Segment Open
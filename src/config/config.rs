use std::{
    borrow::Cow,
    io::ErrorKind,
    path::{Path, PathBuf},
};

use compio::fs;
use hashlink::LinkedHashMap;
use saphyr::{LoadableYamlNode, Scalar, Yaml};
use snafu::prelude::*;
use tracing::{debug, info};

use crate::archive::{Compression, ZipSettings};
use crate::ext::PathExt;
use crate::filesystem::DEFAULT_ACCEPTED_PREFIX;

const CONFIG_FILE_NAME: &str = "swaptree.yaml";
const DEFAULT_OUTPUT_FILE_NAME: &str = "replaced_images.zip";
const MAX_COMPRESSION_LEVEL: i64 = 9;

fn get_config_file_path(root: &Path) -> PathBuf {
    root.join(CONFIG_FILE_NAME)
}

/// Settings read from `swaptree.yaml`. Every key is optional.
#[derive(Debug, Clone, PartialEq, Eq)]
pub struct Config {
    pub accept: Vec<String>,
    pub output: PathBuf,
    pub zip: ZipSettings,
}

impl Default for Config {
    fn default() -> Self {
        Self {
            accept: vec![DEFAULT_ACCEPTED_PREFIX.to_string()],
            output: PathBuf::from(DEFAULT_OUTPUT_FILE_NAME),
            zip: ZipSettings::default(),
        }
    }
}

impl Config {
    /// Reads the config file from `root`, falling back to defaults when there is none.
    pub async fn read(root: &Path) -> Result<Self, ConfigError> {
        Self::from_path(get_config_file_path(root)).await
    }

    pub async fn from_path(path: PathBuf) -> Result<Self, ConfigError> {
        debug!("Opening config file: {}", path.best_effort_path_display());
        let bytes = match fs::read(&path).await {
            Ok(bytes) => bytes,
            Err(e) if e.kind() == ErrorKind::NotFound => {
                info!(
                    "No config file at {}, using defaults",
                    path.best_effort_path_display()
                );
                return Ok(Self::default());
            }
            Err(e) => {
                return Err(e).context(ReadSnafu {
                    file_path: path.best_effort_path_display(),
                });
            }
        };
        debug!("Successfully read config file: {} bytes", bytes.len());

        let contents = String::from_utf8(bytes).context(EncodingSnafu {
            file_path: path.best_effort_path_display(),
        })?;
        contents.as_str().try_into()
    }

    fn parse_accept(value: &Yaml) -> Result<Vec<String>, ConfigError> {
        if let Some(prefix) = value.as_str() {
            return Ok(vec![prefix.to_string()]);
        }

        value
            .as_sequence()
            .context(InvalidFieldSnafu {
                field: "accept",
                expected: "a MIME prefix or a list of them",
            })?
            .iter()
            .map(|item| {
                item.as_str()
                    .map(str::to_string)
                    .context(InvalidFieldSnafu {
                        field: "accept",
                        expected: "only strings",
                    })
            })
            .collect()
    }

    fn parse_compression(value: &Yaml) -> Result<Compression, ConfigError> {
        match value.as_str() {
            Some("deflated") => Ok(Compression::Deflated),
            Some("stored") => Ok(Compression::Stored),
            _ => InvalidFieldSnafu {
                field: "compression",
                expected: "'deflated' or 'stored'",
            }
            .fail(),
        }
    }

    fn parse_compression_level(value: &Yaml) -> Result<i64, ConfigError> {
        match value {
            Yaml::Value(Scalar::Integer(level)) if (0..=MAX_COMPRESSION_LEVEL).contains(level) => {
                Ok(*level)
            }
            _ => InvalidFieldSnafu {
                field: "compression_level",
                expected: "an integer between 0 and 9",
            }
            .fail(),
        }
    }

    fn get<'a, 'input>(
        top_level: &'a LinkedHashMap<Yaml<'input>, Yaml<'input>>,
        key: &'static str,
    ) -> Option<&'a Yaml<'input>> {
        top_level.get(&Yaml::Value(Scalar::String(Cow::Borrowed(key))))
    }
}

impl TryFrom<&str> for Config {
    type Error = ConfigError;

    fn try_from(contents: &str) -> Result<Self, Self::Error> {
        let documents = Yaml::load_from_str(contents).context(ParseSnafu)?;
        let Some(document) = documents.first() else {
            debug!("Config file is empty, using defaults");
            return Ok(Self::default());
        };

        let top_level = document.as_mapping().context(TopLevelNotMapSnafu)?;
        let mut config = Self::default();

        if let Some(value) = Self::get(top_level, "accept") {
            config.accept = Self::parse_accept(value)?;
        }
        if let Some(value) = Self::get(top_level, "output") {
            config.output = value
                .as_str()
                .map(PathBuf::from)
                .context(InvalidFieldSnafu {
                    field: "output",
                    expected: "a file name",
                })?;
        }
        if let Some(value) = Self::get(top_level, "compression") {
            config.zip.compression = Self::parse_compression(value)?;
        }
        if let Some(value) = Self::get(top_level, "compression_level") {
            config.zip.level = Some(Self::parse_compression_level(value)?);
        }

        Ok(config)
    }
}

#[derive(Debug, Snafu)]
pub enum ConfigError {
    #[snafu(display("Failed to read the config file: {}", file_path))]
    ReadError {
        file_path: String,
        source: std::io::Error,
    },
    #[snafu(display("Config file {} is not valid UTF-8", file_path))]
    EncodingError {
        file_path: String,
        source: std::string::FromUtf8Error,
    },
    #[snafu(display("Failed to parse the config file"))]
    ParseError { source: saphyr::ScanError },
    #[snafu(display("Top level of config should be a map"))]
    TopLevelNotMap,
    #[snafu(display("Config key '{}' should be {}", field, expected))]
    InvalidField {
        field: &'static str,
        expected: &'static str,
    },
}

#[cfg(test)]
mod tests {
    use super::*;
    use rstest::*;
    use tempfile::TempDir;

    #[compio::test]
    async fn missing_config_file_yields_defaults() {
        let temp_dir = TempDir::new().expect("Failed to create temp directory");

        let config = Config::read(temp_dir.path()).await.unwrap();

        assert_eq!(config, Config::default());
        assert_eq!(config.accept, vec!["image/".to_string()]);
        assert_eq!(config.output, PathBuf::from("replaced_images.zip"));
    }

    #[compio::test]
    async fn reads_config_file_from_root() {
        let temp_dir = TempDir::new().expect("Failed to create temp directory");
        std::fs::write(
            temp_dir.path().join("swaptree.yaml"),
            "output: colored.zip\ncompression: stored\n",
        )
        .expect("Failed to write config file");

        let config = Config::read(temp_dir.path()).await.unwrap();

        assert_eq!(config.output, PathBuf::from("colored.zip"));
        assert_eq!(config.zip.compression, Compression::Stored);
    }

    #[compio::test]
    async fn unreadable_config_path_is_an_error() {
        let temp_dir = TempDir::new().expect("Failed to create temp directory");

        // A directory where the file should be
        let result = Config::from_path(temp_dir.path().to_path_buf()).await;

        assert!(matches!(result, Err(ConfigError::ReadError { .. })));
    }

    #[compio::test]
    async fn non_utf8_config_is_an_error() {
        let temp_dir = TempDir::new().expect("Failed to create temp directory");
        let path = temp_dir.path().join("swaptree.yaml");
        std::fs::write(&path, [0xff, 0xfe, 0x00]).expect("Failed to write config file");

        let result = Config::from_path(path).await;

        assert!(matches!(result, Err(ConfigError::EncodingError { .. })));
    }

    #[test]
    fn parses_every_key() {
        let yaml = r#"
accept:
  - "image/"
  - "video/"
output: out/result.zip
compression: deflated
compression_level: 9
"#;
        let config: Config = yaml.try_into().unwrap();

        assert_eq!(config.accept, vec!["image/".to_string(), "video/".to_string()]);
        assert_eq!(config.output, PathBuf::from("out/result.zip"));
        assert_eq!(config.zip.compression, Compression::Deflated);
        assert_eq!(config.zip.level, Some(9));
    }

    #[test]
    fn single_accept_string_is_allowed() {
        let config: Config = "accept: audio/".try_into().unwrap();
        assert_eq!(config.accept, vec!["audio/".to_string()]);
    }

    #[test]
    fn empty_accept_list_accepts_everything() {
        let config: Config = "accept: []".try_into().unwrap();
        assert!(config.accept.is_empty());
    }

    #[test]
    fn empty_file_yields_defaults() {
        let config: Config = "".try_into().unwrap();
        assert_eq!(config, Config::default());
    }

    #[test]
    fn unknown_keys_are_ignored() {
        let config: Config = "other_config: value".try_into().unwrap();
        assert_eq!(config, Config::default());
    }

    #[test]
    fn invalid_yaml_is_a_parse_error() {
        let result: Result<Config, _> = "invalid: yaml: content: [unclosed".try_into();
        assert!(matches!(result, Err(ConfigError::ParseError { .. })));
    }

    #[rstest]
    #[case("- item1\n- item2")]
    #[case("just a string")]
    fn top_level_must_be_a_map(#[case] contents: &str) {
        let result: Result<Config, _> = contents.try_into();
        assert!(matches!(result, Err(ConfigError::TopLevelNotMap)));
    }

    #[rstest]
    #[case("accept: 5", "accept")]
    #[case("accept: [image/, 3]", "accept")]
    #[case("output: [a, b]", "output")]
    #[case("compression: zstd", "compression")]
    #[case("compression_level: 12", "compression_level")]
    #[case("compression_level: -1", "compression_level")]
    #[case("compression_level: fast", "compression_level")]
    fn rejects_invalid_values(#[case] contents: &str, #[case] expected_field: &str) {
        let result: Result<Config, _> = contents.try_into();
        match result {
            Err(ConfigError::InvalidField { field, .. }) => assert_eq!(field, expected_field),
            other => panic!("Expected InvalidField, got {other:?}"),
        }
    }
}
Segment Closed
_PROBLEM STATEMENT_. Every line in the records that holds the word "const" should be copied into the answer.

_ANSWER BOX_.
const CONFIG_FILE_NAME: &str = "swaptree.yaml";
const DEFAULT_OUTPUT_FILE_NAME: &str = "replaced_images.zip";
const MAX_COMPRESSION_LEVEL: i64 = 9;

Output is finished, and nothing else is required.